**Task goal**
Please return every line from the entries that has the string "struct" in it.
Given entries Start Marker
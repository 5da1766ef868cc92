//! The canonical rate snapshot and its durable document format.

use anyhow::{Context, Result};
use chrono::{DateTime, Utc};
use serde::{Deserialize, Serialize};
use std::collections::HashMap;
use tracing::{debug, warn};

/// All rate data we currently believe, published as a whole. A currency pair
/// absent from the matrix means "unknown" and must fall through the resolver
/// chain; it is never stored as 0.
#[derive(Debug, Clone, Serialize, Deserialize)]
#[serde(rename_all = "camelCase")]
pub struct RateSnapshot {
    /// BTC spot price keyed by quote currency.
    #[serde(default)]
    pub btc_price: HashMap<String, f64>,
    /// FX rates: `rate_matrix[from][to]` units of `to` per unit of `from`.
    /// The identity pair is implicit and never stored.
    #[serde(default)]
    pub rate_matrix: HashMap<String, HashMap<String, f64>>,
    pub timestamp: DateTime<Utc>,
}

/// The fragment a fetch produced. Pairs that could not be obtained are
/// simply absent.
#[derive(Debug, Clone, Default)]
pub struct PartialRates {
    pub btc_price: HashMap<String, f64>,
    pub rate_matrix: HashMap<String, HashMap<String, f64>>,
}

impl PartialRates {
    pub fn is_empty(&self) -> bool {
        self.btc_price.is_empty() && self.rate_matrix.is_empty()
    }
}

fn valid_rate(rate: f64) -> bool {
    rate.is_finite() && rate > 0.0
}

impl RateSnapshot {
    pub fn empty() -> Self {
        RateSnapshot {
            btc_price: HashMap::new(),
            rate_matrix: HashMap::new(),
            timestamp: DateTime::<Utc>::UNIX_EPOCH,
        }
    }

    /// Builds the successor snapshot by merging `partial` field-by-field.
    /// Non-finite or non-positive rates and identity pairs are dropped.
    /// Entries not present in `partial` keep their prior values.
    pub fn merged(&self, partial: &PartialRates) -> Self {
        let mut next = self.clone();

        for (currency, price) in &partial.btc_price {
            if !valid_rate(*price) {
                warn!(%currency, price, "Dropping invalid BTC price from merge");
                continue;
            }
            next.btc_price.insert(currency.clone(), *price);
        }

        for (from, targets) in &partial.rate_matrix {
            for (to, rate) in targets {
                if from == to {
                    debug!(%from, "Skipping identity pair in merge");
                    continue;
                }
                if !valid_rate(*rate) {
                    warn!(%from, %to, rate, "Dropping invalid rate from merge");
                    continue;
                }
                next.rate_matrix
                    .entry(from.clone())
                    .or_default()
                    .insert(to.clone(), *rate);
            }
        }

        next.timestamp = Utc::now();
        next
    }

    /// Parses the durable document. Older flat documents (a single USD BTC
    /// price plus USD-quoted rates) are upgraded into the matrix shape here,
    /// once, and never written back out in the old form.
    pub fn from_json(raw: &str) -> Result<Self> {
        let value: serde_json::Value =
            serde_json::from_str(raw).context("Snapshot document is not valid JSON")?;

        let is_legacy = value.get("btcPriceUsd").is_some() || value.get("usdRates").is_some();
        if !is_legacy {
            return serde_json::from_value(value).context("Failed to parse snapshot document");
        }

        debug!("Upgrading legacy flat snapshot document to matrix shape");
        let legacy: LegacyDocument =
            serde_json::from_value(value).context("Failed to parse legacy snapshot document")?;

        let mut snapshot = RateSnapshot::empty();
        if let Some(price) = legacy.btc_price_usd.filter(|p| valid_rate(*p)) {
            snapshot.btc_price.insert("USD".to_string(), price);
        }
        if let Some(rates) = legacy.usd_rates {
            let targets: HashMap<String, f64> = rates
                .into_iter()
                .filter(|(to, rate)| to != "USD" && valid_rate(*rate))
                .collect();
            if !targets.is_empty() {
                snapshot.rate_matrix.insert("USD".to_string(), targets);
            }
        }
        if let Some(timestamp) = legacy.timestamp {
            snapshot.timestamp = timestamp;
        }
        Ok(snapshot)
    }

    pub fn to_json(&self) -> Result<String> {
        serde_json::to_string_pretty(self).context("Failed to serialize snapshot document")
    }
}

#[derive(Debug, Deserialize)]
#[serde(rename_all = "camelCase")]
struct LegacyDocument {
    btc_price_usd: Option<f64>,
    usd_rates: Option<HashMap<String, f64>>,
    timestamp: Option<DateTime<Utc>>,
}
Given entries End Marker
**Expected answer**
pub struct RateSnapshot {
pub struct PartialRates {
struct LegacyDocument {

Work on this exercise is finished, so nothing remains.